No caben demasiadas dudas acerca de
un hecho: el menor que ha cometido esos horribles actos es una persona enferma —casi
con toda seguridad. Pero aun así, la enfermedad mental no explica ella sola
todos los detalles de lo ocurrido. De hecho, aunque nos cueste reconocerlo, ni
siquiera los delirios más enfermizos que pueda concebir un ser humano son del
todo independientes de lo que le rodea: el mundo en sus más diversas
manifestaciones, el mismo mundo del que formamos parte todos.
Un titular destacaba una relación
que a más de uno se le habrá ocurrido establecer: “Quince años después de
Columbine”. Seguramente, la primera reacción que casi todos tendríamos ante una
comparación así sería de rechazo, porque parece demasiado arriesgado relacionar
un solo acontecimiento, aislado, con lo que en otros lugares, como en EE.UU, son
acontecimientos bastante más frecuentes, que enseguida relacionamos con una
cultura de las armas y una sociedad que consideramos más violenta.
Y sin embargo... no podemos evitar
quedarnos pensativos. Sobre todo cuando nos llegan ciertos comentarios, como el
de que ese chico tenía una obsesión reconocida por las armas, había manifestado
que quería matar a profesores y a otras personas en la escuela, había grabado
un símbolo nazi en su pupitre, confeccionaba distintas listas negras... listas
cuya finalidad ha quedado al fin aclarada, tristemente.
Uno se pregunta: ¿por qué cuesta
tanto admitir la seriedad de este tipo de comentarios? ¿Qué hace que un
discurso tan cargado de odio no llame lo suficientemente la atención como para
que los profesores o la dirección sean alertados y estos a su vez se pongan en
contacto con la familia, de modo que se puedan tomar algunas medidas sencillas,
por ejemplo alejar a esa persona de las armas? ¿Acaso algo de esto se ha
normalizado, sin que nos hayamos dado cuenta, porque vivimos sumergidos en una
cacofonía constante de insultos, descalificaciones, amenazas y manifestaciones
de odio, hasta tal punto que esos comentarios terribles le pueden parecer, a
quien los escucha de paso, una versión un poco subida de tono —propia de un
adolescente irritado— de lo que constituye la música de fondo del planeta?
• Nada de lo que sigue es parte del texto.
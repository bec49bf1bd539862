#![cfg_attr(feature = "fail-on-warnings", deny(warnings))]
#![warn(clippy::all, clippy::pedantic, clippy::nursery, clippy::cargo)]
#![allow(clippy::multiple_crate_versions)]

//! AR(1) plus annual-cycle model fitting for weekly trolley rates.
//!
//! The model is
//!
//! ```text
//! rate[t] = c + φ·rate[t-1] + A·sin(2π·t/52 + θ) + ε[t]
//! ```
//!
//! fitted by ordinary least squares over a dense weekly window: the
//! seasonal term is linear in `a = A·cos θ` and `b = A·sin θ`, so the
//! whole fit reduces to one normal-equation solve. Fitting is a pure
//! function of the input series; the same window always yields the
//! same [`FittedModel`], bit for bit.

mod model;
mod ols;

use std::f64::consts::TAU;

use chrono::{Days, NaiveDate};
use serde::Serialize;
use thiserror::Error;
use trolley_watch_region_models::HealthRegion;
use trolley_watch_trolley_models::WeeklyRateSeries;

/// Minimum observed weeks for a fit: two full annual cycles. Below
/// this the seasonal term is underdetermined.
pub const MIN_OBSERVATIONS: usize = 104;

/// Length of the annual cycle in weeks.
pub const ANNUAL_PERIOD_WEEKS: f64 = 52.0;

/// Errors from fitting a weekly rate series.
#[derive(Debug, Error)]
pub enum FitError {
    /// The fitting window is too short for the annual term.
    #[error("Need at least {needed} weekly observations, got {got}")]
    InsufficientData {
        /// Minimum observed weeks required.
        needed: usize,
        /// Observed weeks actually available.
        got: usize,
    },
    /// The series still has missing weeks; a gap policy must run first.
    /// This component never guesses at missing values.
    #[error(
        "{} series has {missing} missing week(s); resolve gaps before fitting",
        region.official_name()
    )]
    GapsPresent {
        /// The region whose series is gappy.
        region: HealthRegion,
        /// Number of missing weeks.
        missing: usize,
    },
    /// The normal equations could not be solved, e.g. for a constant
    /// series whose lag column collapses into the intercept.
    #[error("Singular design matrix; the series may be constant")]
    Singular,
}

/// A fitted coefficient paired with its standard error.
#[derive(Debug, Clone, Copy, PartialEq, Serialize)]
#[serde(rename_all = "camelCase")]
pub struct Coefficient {
    /// Point estimate.
    pub value: f64,
    /// Standard error from the unbiased residual variance.
    pub std_error: f64,
}

/// One projected week from [`FittedModel::forecast`].
#[derive(Debug, Clone, Copy, PartialEq, Serialize)]
#[serde(rename_all = "camelCase")]
pub struct ForecastPoint {
    /// Monday of the projected week.
    pub week_start: NaiveDate,
    /// Projected rate per 10,000 population.
    pub rate: f64,
}

/// A fitted AR(1) plus annual-cycle model for one region's window.
///
/// Immutable once produced; every field is exposed through accessors.
#[derive(Debug, Clone)]
pub struct FittedModel {
    region: HealthRegion,
    intercept: Coefficient,
    ar: Coefficient,
    sin_coef: Coefficient,
    cos_coef: Coefficient,
    amplitude: f64,
    phase: f64,
    fitted: Vec<f64>,
    residuals: Vec<f64>,
    residual_variance: f64,
    r_squared: f64,
    lag1_autocorr: f64,
    aic: f64,
    bic: f64,
    observations: usize,
    first_week: NaiveDate,
    last_week: NaiveDate,
    last_rate: f64,
}

impl FittedModel {
    /// The region this model was fitted for.
    #[must_use]
    pub const fn region(&self) -> HealthRegion {
        self.region
    }

    /// Intercept `c`.
    #[must_use]
    pub const fn intercept(&self) -> Coefficient {
        self.intercept
    }

    /// Autoregressive coefficient `φ`.
    #[must_use]
    pub const fn ar(&self) -> Coefficient {
        self.ar
    }

    /// Coefficient `a` on `sin(2π·t/52)`.
    #[must_use]
    pub const fn sin_coef(&self) -> Coefficient {
        self.sin_coef
    }

    /// Coefficient `b` on `cos(2π·t/52)`.
    #[must_use]
    pub const fn cos_coef(&self) -> Coefficient {
        self.cos_coef
    }

    /// Annual-cycle amplitude `A = √(a² + b²)`. Never negative.
    #[must_use]
    pub const fn amplitude(&self) -> f64 {
        self.amplitude
    }

    /// Annual-cycle phase `θ = atan2(b, a)`, in radians.
    #[must_use]
    pub const fn phase(&self) -> f64 {
        self.phase
    }

    /// Fitted values for week indexes `1..n`; the first week has no
    /// predecessor and is never a regression target.
    #[must_use]
    pub fn fitted(&self) -> &[f64] {
        &self.fitted
    }

    /// Residuals aligned with [`FittedModel::fitted`].
    #[must_use]
    pub fn residuals(&self) -> &[f64] {
        &self.residuals
    }

    /// Unbiased residual variance, `RSS / (n_eff - 4)`.
    #[must_use]
    pub const fn residual_variance(&self) -> f64 {
        self.residual_variance
    }

    /// Coefficient of determination over the regression targets.
    #[must_use]
    pub const fn r_squared(&self) -> f64 {
        self.r_squared
    }

    /// Lag-1 autocorrelation of the residuals. Values near zero mean
    /// the model has whitened the series.
    #[must_use]
    pub const fn lag1_autocorrelation(&self) -> f64 {
        self.lag1_autocorr
    }

    /// Akaike information criterion.
    #[must_use]
    pub const fn aic(&self) -> f64 {
        self.aic
    }

    /// Bayesian information criterion.
    #[must_use]
    pub const fn bic(&self) -> f64 {
        self.bic
    }

    /// Number of observed weeks in the fitted window.
    #[must_use]
    pub const fn observations(&self) -> usize {
        self.observations
    }

    /// Monday of the window's first week.
    #[must_use]
    pub const fn first_week(&self) -> NaiveDate {
        self.first_week
    }

    /// Monday of the window's last week.
    #[must_use]
    pub const fn last_week(&self) -> NaiveDate {
        self.last_week
    }

    /// Projects the series forward by `horizon` weeks with `ε = 0`.
    ///
    /// Each step feeds the previous projection back through the
    /// autoregression while the annual cycle keeps advancing from the
    /// end of the fitted window.
    #[must_use]
    #[allow(clippy::cast_precision_loss)] // week indexes stay far below 2^52
    pub fn forecast(&self, horizon: usize) -> Vec<ForecastPoint> {
        let mut out = Vec::with_capacity(horizon);
        let mut previous = self.last_rate;
        let mut week = self.last_week;
        for step in 1..=horizon {
            let t = (self.observations - 1 + step) as f64;
            let angle = TAU * t / ANNUAL_PERIOD_WEEKS + self.phase;
            let rate = self.intercept.value + self.ar.value * previous + self.amplitude * angle.sin();
            week = week + Days::new(7);
            out.push(ForecastPoint {
                week_start: week,
                rate,
            });
            previous = rate;
        }
        out
    }
}

/// Fits the AR(1) plus annual-cycle model to one region's weekly
/// series.
///
/// # Errors
///
/// Returns [`FitError::GapsPresent`] if any week in the series is
/// missing, [`FitError::InsufficientData`] when fewer than
/// [`MIN_OBSERVATIONS`] weeks are available, and [`FitError::Singular`]
/// when the normal equations cannot be solved.
pub fn fit_model(series: &WeeklyRateSeries) -> Result<FittedModel, FitError> {
    let missing = series.gap_count();
    if missing > 0 {
        return Err(FitError::GapsPresent {
            region: series.region(),
            missing,
        });
    }

    let values: Vec<f64> = series.points().iter().filter_map(|p| p.rate).collect();
    if values.len() < MIN_OBSERVATIONS {
        return Err(FitError::InsufficientData {
            needed: MIN_OBSERVATIONS,
            got: values.len(),
        });
    }
    let (Some(first_week), Some(last_week)) = (series.first_week(), series.last_week()) else {
        return Err(FitError::InsufficientData {
            needed: MIN_OBSERVATIONS,
            got: 0,
        });
    };
    let last_rate = values[values.len() - 1];

    let regression = model::regress(&values)?;
    let [c, phi, a, b] = regression.beta;
    let [c_se, phi_se, a_se, b_se] = regression.std_errors;

    let amplitude = a.hypot(b);
    let phase = b.atan2(a);

    log::debug!(
        "{}: fitted {} week window, φ={phi:.3}, A={amplitude:.3}, R²={:.3}",
        series.region(),
        values.len(),
        regression.r_squared
    );

    Ok(FittedModel {
        region: series.region(),
        intercept: Coefficient {
            value: c,
            std_error: c_se,
        },
        ar: Coefficient {
            value: phi,
            std_error: phi_se,
        },
        sin_coef: Coefficient {
            value: a,
            std_error: a_se,
        },
        cos_coef: Coefficient {
            value: b,
            std_error: b_se,
        },
        amplitude,
        phase,
        fitted: regression.fitted,
        residuals: regression.residuals,
        residual_variance: regression.residual_variance,
        r_squared: regression.r_squared,
        lag1_autocorr: regression.lag1_autocorr,
        aic: regression.aic,
        bic: regression.bic,
        observations: values.len(),
        first_week,
        last_week,
        last_rate,
    })
}
#![cfg_attr(feature = "fail-on-warnings", deny(warnings))]
#![warn(clippy::all, clippy::pedantic, clippy::nursery, clippy::cargo)]
#![allow(clippy::multiple_crate_versions)]

//! HSE health region taxonomy types.
//!
//! This crate defines the canonical set of six HSE health regions used
//! across the entire trolley-watch system. Every reporting ED hospital
//! belongs to exactly one region; the mapping itself lives in the
//! `trolley_watch_region` registry, not here.

use serde::{Deserialize, Serialize};
use strum_macros::{AsRefStr, Display, EnumString};

/// One of the six HSE health regions introduced in the 2024 health
/// service restructuring.
///
/// The snake_case form (`dublin_midlands`, …) doubles as the region id
/// in registry TOML files, CLI arguments, and serialized output.
#[derive(
    Debug,
    Clone,
    Copy,
    PartialEq,
    Eq,
    PartialOrd,
    Ord,
    Hash,
    Serialize,
    Deserialize,
    Display,
    EnumString,
    AsRefStr,
)]
#[serde(rename_all = "snake_case")]
#[strum(serialize_all = "snake_case")]
pub enum HealthRegion {
    /// Dublin city south of the Liffey plus Kildare, Laois, Offaly,
    /// Longford, Westmeath and west Wicklow.
    DublinMidlands,
    /// North Dublin plus Meath, Louth, Cavan and Monaghan.
    DublinNorthEast,
    /// South-east Dublin plus Wicklow, Wexford, Carlow, Kilkenny,
    /// Waterford and south Tipperary.
    DublinSouthEast,
    /// Limerick, Clare and north Tipperary.
    MidWest,
    /// Cork and Kerry.
    SouthWest,
    /// Galway, Mayo, Roscommon, Sligo, Leitrim and Donegal.
    WestNorthWest,
}

impl HealthRegion {
    /// Returns the stable snake_case identifier for this region.
    #[must_use]
    pub const fn id(self) -> &'static str {
        match self {
            Self::DublinMidlands => "dublin_midlands",
            Self::DublinNorthEast => "dublin_north_east",
            Self::DublinSouthEast => "dublin_south_east",
            Self::MidWest => "mid_west",
            Self::SouthWest => "south_west",
            Self::WestNorthWest => "west_north_west",
        }
    }

    /// Returns the official HSE name for this region, as it appears in
    /// TrolleyGAR reports and CSO publications.
    #[must_use]
    pub const fn official_name(self) -> &'static str {
        match self {
            Self::DublinMidlands => "HSE Dublin and Midlands",
            Self::DublinNorthEast => "HSE Dublin and North East",
            Self::DublinSouthEast => "HSE Dublin and South East",
            Self::MidWest => "HSE Mid West",
            Self::SouthWest => "HSE South West",
            Self::WestNorthWest => "HSE West and North West",
        }
    }

    /// Returns all variants of this enum.
    #[must_use]
    pub const fn all() -> &'static [Self] {
        &[
            Self::DublinMidlands,
            Self::DublinNorthEast,
            Self::DublinSouthEast,
            Self::MidWest,
            Self::SouthWest,
            Self::WestNorthWest,
        ]
    }
}

/// A region's registry configuration, loaded from an embedded TOML file.
///
/// Captures everything the toolchain needs to know about one health
/// region: which enum variant it is, its official name, and the ED
/// hospitals that report into it.
#[derive(Debug, Clone, Deserialize)]
pub struct RegionProfile {
    /// The region this profile describes (snake_case id in TOML).
    pub region: HealthRegion,
    /// Official HSE name; must match [`HealthRegion::official_name`].
    pub name: String,
    /// Counties covered, for documentation and sanity checks only.
    #[serde(default)]
    pub counties: Vec<String>,
    /// Reporting ED hospitals in this region.
    pub hospitals: Vec<HospitalEntry>,
}

/// One reporting hospital in a region profile.
#[derive(Debug, Clone, Deserialize)]
pub struct HospitalEntry {
    /// Canonical hospital name as printed in TrolleyGAR.
    pub name: String,
    /// Alternative spellings seen in INMO exports or older reports.
    #[serde(default)]
    pub aliases: Vec<String>,
}

#[cfg(test)]
mod tests {
    use super::*;
    use std::str::FromStr as _;

    #[test]
    fn id_matches_strum_serialization() {
        for region in HealthRegion::all() {
            assert_eq!(region.id(), region.to_string());
            assert_eq!(region.id(), region.as_ref());
        }
    }

    #[test]
    fn id_roundtrips_through_from_str() {
        for region in HealthRegion::all() {
            let parsed = HealthRegion::from_str(region.id()).unwrap();
            assert_eq!(parsed, *region);
        }
    }

    #[test]
    fn official_names_carry_hse_prefix() {
        for region in HealthRegion::all() {
            assert!(
                region.official_name().starts_with("HSE "),
                "{region:?} official name missing HSE prefix"
            );
        }
    }

    #[test]
    fn all_lists_six_regions() {
        assert_eq!(HealthRegion::all().len(), 6);
    }
}
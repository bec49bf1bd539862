//! Region registry — loads all region profiles from embedded TOML configs.
//!
//! Each `.toml` file in `packages/region/regions/` is baked into the binary
//! at compile time via [`include_str!`]. Hospital list changes (a renamed
//! hospital, a closed ED) are config edits, not code changes.

use trolley_watch_region_models::RegionProfile;

/// TOML configs embedded at compile time.
const REGION_TOMLS: &[(&str, &str)] = &[
    (
        "dublin_midlands",
        include_str!("../regions/dublin_midlands.toml"),
    ),
    (
        "dublin_north_east",
        include_str!("../regions/dublin_north_east.toml"),
    ),
    (
        "dublin_south_east",
        include_str!("../regions/dublin_south_east.toml"),
    ),
    ("mid_west", include_str!("../regions/mid_west.toml")),
    ("south_west", include_str!("../regions/south_west.toml")),
    (
        "west_north_west",
        include_str!("../regions/west_north_west.toml"),
    ),
];

/// Total number of configured regions (used in tests).
#[cfg(test)]
const EXPECTED_REGION_COUNT: usize = 6;

/// Parses a [`RegionProfile`] from a TOML string.
///
/// # Errors
///
/// Returns an error if the TOML is malformed or missing required fields.
pub fn parse_region_toml(toml_str: &str) -> Result<RegionProfile, String> {
    toml::de::from_str(toml_str).map_err(|e| e.to_string())
}

/// Returns all configured region profiles, parsed from embedded TOML.
///
/// # Panics
///
/// Panics if any TOML config is malformed (this is a compile-time guarantee
/// since the configs are embedded).
#[must_use]
pub fn all_profiles() -> Vec<RegionProfile> {
    REGION_TOMLS
        .iter()
        .map(|(name, toml)| {
            parse_region_toml(toml).unwrap_or_else(|e| panic!("Failed to parse {name}.toml: {e}"))
        })
        .collect()
}

#[cfg(test)]
mod tests {
    use trolley_watch_region_models::HealthRegion;

    use super::*;

    #[test]
    fn loads_all_regions() {
        let profiles = all_profiles();
        assert_eq!(profiles.len(), EXPECTED_REGION_COUNT);
    }

    #[test]
    fn every_region_has_exactly_one_profile() {
        let profiles = all_profiles();
        for region in HealthRegion::all() {
            let count = profiles.iter().filter(|p| p.region == *region).count();
            assert_eq!(count, 1, "{region:?} has {count} profiles");
        }
    }

    #[test]
    fn profile_names_match_official_names() {
        for profile in &all_profiles() {
            assert_eq!(
                profile.name,
                profile.region.official_name(),
                "{:?}: profile name disagrees with official name",
                profile.region
            );
        }
    }

    #[test]
    fn all_profiles_list_hospitals_and_counties() {
        for profile in &all_profiles() {
            assert!(
                !profile.hospitals.is_empty(),
                "{:?}: no hospitals configured",
                profile.region
            );
            assert!(
                !profile.counties.is_empty(),
                "{:?}: no counties configured",
                profile.region
            );
            for hospital in &profile.hospitals {
                assert!(
                    !hospital.name.trim().is_empty(),
                    "{:?}: empty hospital name",
                    profile.region
                );
            }
        }
    }

    #[test]
    fn hospital_names_are_unique_across_regions() {
        let profiles = all_profiles();
        let mut names: Vec<&str> = profiles
            .iter()
            .flat_map(|p| p.hospitals.iter().map(|h| h.name.as_str()))
            .collect();
        let total = names.len();
        names.sort_unstable();
        names.dedup();
        assert_eq!(names.len(), total, "duplicate hospital names in registry");
    }
}
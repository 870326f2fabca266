//! Session Analytics
//!
//! Folds classified frames into class-wide engagement statistics, keeps the
//! session history, and reduces it to an end-of-session summary.

mod aggregate;
mod history;
mod report;

pub use aggregate::{engagement_score, AnalyticsConfig, FrameAggregate, SessionAggregator, NEUTRAL_ENGAGEMENT};
pub use history::{HistoryEntry, SessionHistory};
pub use report::{dominant_emotion, summarize, SessionSummary, NO_EMOTION};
No puedo dejar de pensar ahora, no
ya en Columbine, sino en los avisos que dio, a alguna persona de su entorno, el
copiloto que recientemente estrelló su avión con otras 149 personas a bordo:
iba a hacer algo por lo que sería recordado —y el tono de sus amenazas fue lo
suficientemente serio como para que la que había sido su novia se alejara con
temor.
Es cierto: resulta demasiado fácil
ver estas cosas de lejos, juzgar a toro pasado. Pero no se trata de juzgar a
personas concretas, sino de pensar en cierta sordera de la que podemos ser víctimas
frente a las manifestaciones del odio. Sordera de la que por otra parte son —somos—
más responsables los que por motivos profesionales, o familiares, tienen —tenemos—
la responsabilidad de tomarse muy en serio ciertas palabras en el momento en
que son pronunciadas o escritas.
¡Cuánto cuesta tomarse en serio las
palabras hoy día! En todo caso, nadie debe llevarse a engaño: quien dice algo así
—lo diga en Facebook, a sus compañeros de clase, a su novia, en el bar, donde
sea o como sea— está pidiendo, a gritos, aunque él mismo no lo sepa, que
alguien lo pare. Que le quiten los machetes de su vista, que lo lleven al médico,
que le quiten el avión de debajo de los pies y los mandos de piloto de las
manos. Si lo hacemos, tendrá quizás la oportunidad de encontrar otra salida,
menos dolorosa.
No hay que hacer oídos sordos.
* Texto publicado, originalmente, el
lunes 20 de abril en EXcritos, blog del autor.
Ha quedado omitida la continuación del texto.